White ministers carried their guns to kill Negro Christians and sinners. The mob took the leading colored ministers and compelled them to go around the city with them and ask the colored people to be obedient to the white people and go in their homes and keep quiet. This was a great humiliation for us and a shame upon our denominations; and after all this some of them were compelled to leave the city….
It is generally supposed by the better white citizens, that the Negroes who suffer at the hands of these atrocious mobs, are of the lower or vicious class of our race, but in the case of Wilmington, N. C., the reverse is the truth. For the colored citizens of Wilmington were progressive and enterprising and were characterized by their endeavor to live as worthy citizens. They are property holders, averaging from five to forty thousand dollars, respectively. From their ranks were furnished teachers, lawyers, physicians, clergymen, merchants and business men. The intellectuality of the colored citizens is…recognized by the conservative white people of the city and State. The pastors of the colored churches were recognized by white and colored as the most able divines that ever stood in the pulpits of Wilmington. The membership of the various denominations loved and respected their pastors, because of their ability to lead them in truth and right. There was a great lamentation heard throughout the city when the mob got hold of some of the leading pastors and took them from their members. Their shrieks could be heard across the city in exclamations like these: O! O! My God! My God! Where have they taken our pastor!–from men and women.
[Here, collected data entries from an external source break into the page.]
use std::sync::Arc;
use std::time::Duration;

use httpmock::prelude::*;
use rand::SeedableRng;
use rand::rngs::StdRng;
use serde_json::json;
use tempfile::TempDir;
use wo::WoError;
use wo::arm::ArmClient;
use wo::capability::{self, Capability};
use wo::config::{Config, Hierarchy};
use wo::dynconfig::render_values;
use wo::test_utils::{RecordingSleeper, StaticTokenCredential};
use wo::version::MemoryVersionSource;
use wo::workflow::{Workflow, WorkflowOptions};

use crate::common::{arm_from_config, config, edge_path};

fn single_hierarchy(config: &mut Config) {
    config.context.hierarchies = vec![Hierarchy {
        name: "line".to_string(),
        description: "Production line".to_string(),
    }];
}

fn mock_context(server: &MockServer, capabilities: serde_json::Value) {
    let path = edge_path("ctx-rg", "contexts/ctx");
    server.mock(|when, then| {
        when.method(GET).path(path.as_str());
        then.status(200).json_body(json!({
            "name": "ctx",
            "properties": {"capabilities": capabilities}
        }));
    });
}

#[test]
fn context_update_merges_and_verifies() {
    let server = MockServer::start();
    let state = TempDir::new().unwrap();
    let mut config = config(&server, state.path());
    single_hierarchy(&mut config);

    mock_context(
        &server,
        json!([{"name": "a", "description": "Capability A"}, {"name": "b"}]),
    );
    let context_path = edge_path("ctx-rg", "contexts/ctx");
    let upsert = server.mock(|when, then| {
        when.method(PUT).path(context_path.as_str()).json_body(json!({
            "location": "eastus",
            "properties": {
                "capabilities": [
                    {"name": "a", "description": "Capability A"},
                    {"name": "b", "description": "Existing capability: b"}
                ],
                "hierarchies": [{"name": "line", "description": "Production line"}]
            }
        }));
        then.status(200)
            .json_body(json!({"properties": {"provisioningState": "Succeeded"}}));
    });

    let sleeper = Arc::new(RecordingSleeper::default());
    let arm = arm_from_config(&config, &sleeper);
    let versions = MemoryVersionSource::default();
    let mut workflow = Workflow::new(&config, &arm, &versions);

    let outcome = workflow
        .run_context(Some(Capability::new("b", "requested")), false)
        .unwrap();

    assert!(outcome.updated);
    assert_eq!(outcome.existing, 2);
    assert_eq!(outcome.selected.name, "b");
    assert_eq!(outcome.selected.description, "Existing capability: b");
    assert_eq!(outcome.report.rejected, vec!["b".to_string()]);
    assert_eq!(sleeper.delays(), vec![Duration::from_secs(30)]);
    upsert.assert();

    let saved = capability::load(&config.state.capabilities_file).unwrap();
    assert_eq!(saved, outcome.capabilities);
    assert!(workflow.warnings().is_empty());
}

#[test]
fn context_update_fails_when_capability_never_appears() {
    let server = MockServer::start();
    let state = TempDir::new().unwrap();
    let config = config(&server, state.path());

    mock_context(&server, json!([{"name": "a", "description": "Capability A"}]));
    let context_path = edge_path("ctx-rg", "contexts/ctx");
    server.mock(|when, then| {
        when.method(PUT).path(context_path.as_str());
        then.status(200).json_body(json!({}));
    });

    let sleeper = Arc::new(RecordingSleeper::default());
    let arm = arm_from_config(&config, &sleeper);
    let versions = MemoryVersionSource::default();
    let mut workflow = Workflow::new(&config, &arm, &versions);

    let err = workflow
        .run_context(Some(Capability::new("b", "new")), false)
        .unwrap_err();
    assert!(matches!(err, WoError::Validation(ref msg) if msg.contains("b")));
}

#[test]
fn dry_run_never_writes() {
    let server = MockServer::start();
    let state = TempDir::new().unwrap();
    let config = config(&server, state.path());

    let context_path = edge_path("ctx-rg", "contexts/ctx");
    server.mock(|when, then| {
        when.method(GET).path(context_path.as_str());
        then.status(404).json_body(json!({"error": {"code": "NotFound", "message": "none"}}));
    });

    let sleeper = Arc::new(RecordingSleeper::default());
    let arm = arm_from_config(&config, &sleeper);
    let versions = MemoryVersionSource::default();
    let mut workflow =
        Workflow::new(&config, &arm, &versions).with_rng(StdRng::seed_from_u64(7));

    let outcome = workflow.run_context(None, true).unwrap();
    assert!(!outcome.updated);
    assert_eq!(outcome.existing, 0);
    assert_eq!(outcome.capabilities.len(), 1);
    assert!(outcome.selected.name.starts_with("sdkexamples-"));
    assert_eq!(outcome.saved_to.as_deref(), Some(config.state.capabilities_file.as_path()));
    assert!(sleeper.delays().is_empty());
}

#[test]
fn full_run_reports_lifecycle_warnings() {
    let server = MockServer::start();
    let state = TempDir::new().unwrap();
    let config = config(&server, state.path());

    mock_context(&server, json!([{"name": "a", "description": "A"}, {"name": "b", "description": "B"}]));
    let context_path = edge_path("ctx-rg", "contexts/ctx");
    server.mock(|when, then| {
        when.method(PUT).path(context_path.as_str());
        then.status(200).json_body(json!({}));
    });

    let schema = edge_path("rg-test", "schemas/sdkexamples-schema-v1");
    let schema_mock = server.mock(|when, then| {
        when.method(PUT)
            .path(schema.as_str())
            .json_body(json!({"location": "eastus", "properties": {}}));
        then.status(200).json_body(json!({"name": "sdkexamples-schema-v1"}));
    });
    let schema_version = edge_path("rg-test", "schemas/sdkexamples-schema-v1/versions/1.0.2");
    let schema_version_mock = server.mock(|when, then| {
        when.method(PUT).path(schema_version.as_str());
        then.status(200).json_body(json!({}));
    });

    let template = edge_path("rg-test", "solutionTemplates/sdkexamples-solution1");
    let template_mock = server.mock(|when, then| {
        when.method(PUT).path(template.as_str()).json_body(json!({
            "location": "eastus",
            "properties": {
                "capabilities": ["b"],
                "description": "This is Holtmelt Solution with random capabilities"
            }
        }));
        then.status(200).json_body(json!({}));
    });
    let create_version = format!("{template}/createVersion");
    let template_version_id = format!("{template}/versions/1.0.3");
    server.mock(|when, then| {
        when.method(POST).path(create_version.as_str());
        then.status(200).json_body(json!({"id": template_version_id}));
    });

    let target = edge_path("rg-test", "targets/sdkbox-mk71");
    let operation = server.url("/ops/target");
    server.mock(|when, then| {
        when.method(PUT).path(target.as_str());
        then.status(201)
            .header("Azure-AsyncOperation", operation.as_str())
            .json_body(json!({"properties": {"provisioningState": "Accepted"}}));
    });
    server.mock(|when, then| {
        when.method(GET).path("/ops/target");
        then.status(200).json_body(json!({"status": "Succeeded"}));
    });
    server.mock(|when, then| {
        when.method(GET).path(target.as_str());
        then.status(200).json_body(json!({"name": "sdkbox-mk71"}));
    });

    let dynamic = edge_path(
        "rg-test",
        "configurations/sdkbox-mk71Config/DynamicConfigurations/sdkexamples-solution1/versions/version1",
    );
    server.mock(|when, then| {
        when.method(PUT).path(dynamic.as_str());
        then.status(200).json_body(json!({}));
    });
    let stored = render_values(&config.configuration.values);
    server.mock(|when, then| {
        when.method(GET).path(dynamic.as_str());
        then.status(200).json_body(json!({
            "properties": {"values": stored, "provisioningState": "Succeeded"}
        }));
    });

    let review = format!("{target}/reviewSolutionVersion");
    let review_mock = server.mock(|when, then| {
        when.method(POST).path(review.as_str()).json_body(json!({
            "solutionDependencies": [],
            "solutionInstanceName": "sdkbox-mk71",
            "solutionTemplateVersionId": template_version_id
        }));
        then.status(200).json_body(json!({"id": "/solutionVersions/sv-1"}));
    });
    let publish = format!("{target}/publishSolutionVersion");
    let publish_mock = server.mock(|when, then| {
        when.method(POST)
            .path(publish.as_str())
            .json_body(json!({"solutionVersionId": "/solutionVersions/sv-1"}));
        then.status(200).json_body(json!({}));
    });
    let install = format!("{target}/installSolution");
    server.mock(|when, then| {
        when.method(POST).path(install.as_str());
        then.status(500)
            .json_body(json!({"error": {"code": "InternalError", "message": "agent offline"}}));
    });

    let sleeper = Arc::new(RecordingSleeper::default());
    let arm = arm_from_config(&config, &sleeper);
    let versions = MemoryVersionSource::default();
    let mut workflow = Workflow::new(&config, &arm, &versions);
    let options = WorkflowOptions {
        capability: Some(Capability::new("b", "")),
        ..WorkflowOptions::default()
    };

    let report = workflow.run(&options).unwrap();

    assert_eq!(report.context.selected.name, "b");
    assert_eq!(report.resources.schema, "sdkexamples-schema-v1");
    assert_eq!(report.resources.schema_version, "1.0.2");
    assert_eq!(report.resources.solution_template_version, "1.0.3");
    assert_eq!(report.resources.solution_template_version_id, template_version_id);
    assert_eq!(report.resources.target, "sdkbox-mk71");

    let configuration = report.configuration.unwrap();
    assert!(configuration.stored);
    assert!(configuration.read_back);
    assert!(configuration.mismatches.is_empty());

    let lifecycle = report.lifecycle.unwrap();
    assert!(lifecycle.reviewed);
    assert!(lifecycle.published);
    assert!(!lifecycle.installed);
    assert_eq!(lifecycle.solution_version_id, "/solutionVersions/sv-1");
    assert_eq!(report.warnings.len(), 1);
    assert!(report.warnings[0].contains("install"));

    schema_mock.assert();
    schema_version_mock.assert();
    template_mock.assert();
    review_mock.assert();
    publish_mock.assert();

    assert_eq!(
        sleeper.delays(),
        vec![
            Duration::from_secs(30),
            Duration::from_secs(1),
            Duration::from_secs(30),
            Duration::from_secs(60),
        ]
    );
}

#[test]
fn empty_selection_uses_fallback_capability() {
    let server = MockServer::start();
    let state = TempDir::new().unwrap();
    let config = config(&server, state.path());

    let context_path = edge_path("ctx-rg", "contexts/ctx");
    server.mock(|when, then| {
        when.method(GET).path(context_path.as_str());
        then.status(404).json_body(json!({}));
    });

    let sleeper = Arc::new(RecordingSleeper::default());
    let arm = arm_from_config(&config, &sleeper);
    let versions = MemoryVersionSource::default();
    let mut workflow = Workflow::new(&config, &arm, &versions);

    let outcome = workflow
        .run_context(Some(Capability::new("", "blank")), true)
        .unwrap();
    assert_eq!(outcome.selected.name, "sdkexamples-soap");
    assert!(outcome.capabilities.is_empty());
    assert_eq!(outcome.report.rejected, vec![String::new()]);
    assert_eq!(workflow.warnings().len(), 1);
}

#[test]
fn configuration_read_failure_is_a_warning() {
    let server = MockServer::start();
    let state = TempDir::new().unwrap();
    let config = config(&server, state.path());

    let sleeper = Arc::new(RecordingSleeper::default());
    let credential = Arc::new(StaticTokenCredential::failing());
    let arm = ArmClient::from_config(&config, credential.clone())
        .unwrap()
        .with_sleeper(sleeper.clone());
    let versions = MemoryVersionSource::default();
    let mut workflow = Workflow::new(&config, &arm, &versions);

    let outcome = workflow.run_configuration("sdkbox-mk71").unwrap();
    assert!(!outcome.stored);
    assert!(!outcome.read_back);
    assert!(outcome.mismatches.is_empty());
    assert_eq!(outcome.config_name, "sdkbox-mk71Config");
    assert_eq!(workflow.warnings().len(), 2);
    assert!(workflow.warnings()[1].contains("could not be read back"));
    assert!(workflow.warnings()[1].contains("static credential has no token"));

    let lifecycle = workflow.run_lifecycle("sdkbox-mk71", "/solutionTemplates/st/versions/1.0.0");
    assert!(!lifecycle.reviewed);
    assert!(!lifecycle.installed);
    assert!(workflow.warnings().len() > 2);
    assert!(credential.calls() >= 3);
}

#[test]
fn unreachable_configuration_endpoint_is_a_warning() {
    let server = MockServer::start();
    let state = TempDir::new().unwrap();
    let mut config = config(&server, state.path());
    config.azure.endpoint = "http://127.0.0.1:1".to_string();

    let sleeper = Arc::new(RecordingSleeper::default());
    let arm = arm_from_config(&config, &sleeper);
    let versions = MemoryVersionSource::default();
    let mut workflow = Workflow::new(&config, &arm, &versions);

    let outcome = workflow.run_configuration("sdkbox-mk71").unwrap();
    assert!(!outcome.stored);
    assert!(!outcome.read_back);
    assert!(
        workflow
            .warnings()
            .iter()
            .any(|warning| warning.starts_with("configuration sdkbox-mk71Config could not be read back:"))
    );
}

#[test]
fn capabilities_are_saved_to_the_overridden_file() {
    let server = MockServer::start();
    let state = TempDir::new().unwrap();
    let config = config(&server, state.path());

    let context_path = edge_path("ctx-rg", "contexts/ctx");
    server.mock(|when, then| {
        when.method(GET).path(context_path.as_str());
        then.status(404).json_body(json!({}));
    });

    let sleeper = Arc::new(RecordingSleeper::default());
    let arm = arm_from_config(&config, &sleeper);
    let versions = MemoryVersionSource::default();
    let target = state.path().join("project").join("caps.json");
    let mut workflow = Workflow::new(&config, &arm, &versions)
        .with_capabilities_file(target.clone())
        .with_rng(StdRng::seed_from_u64(3));

    let outcome = workflow.run_context(None, true).unwrap();
    assert_eq!(outcome.saved_to.as_deref(), Some(target.as_path()));
    assert_eq!(capability::load(&target).unwrap(), outcome.capabilities);
    assert!(!config.state.capabilities_file.exists());
}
The white people of Wilmington intended to remove all the able leaders of the colored race, stating that to do so would leave them better and obedient servants among the Negroes; and all the better class of the colored citizens were driven from the city, showing to the world that they were…after the…professional and business men. The whites claim that Dr. I. S. Lee, D. D., Rev. Dr. J. Allen Kirk, and lawyer W. E. Henderson were the strongest forces at the head of their race in the city. These and many others with them were driven and sent away from the city.
This postscript is to show to the white and colored people of these United States and the world, that the…families of our race have been assailed and routed like beasts from their God given positions as leaders of their race.
Citation: Kirk, Rev. J. Allen. “A Statement of Facts Concerning the Bloody Riot in Wilmington, N. C. Of Interest to Every Citizen of the United States, [1898?].” Documenting the American South. 2002. University Library, The University of North Carolina at Chapel Hill. https://docsouth.unc.edu/nc/kirk/kirk.html. Accessed 19 June 2023.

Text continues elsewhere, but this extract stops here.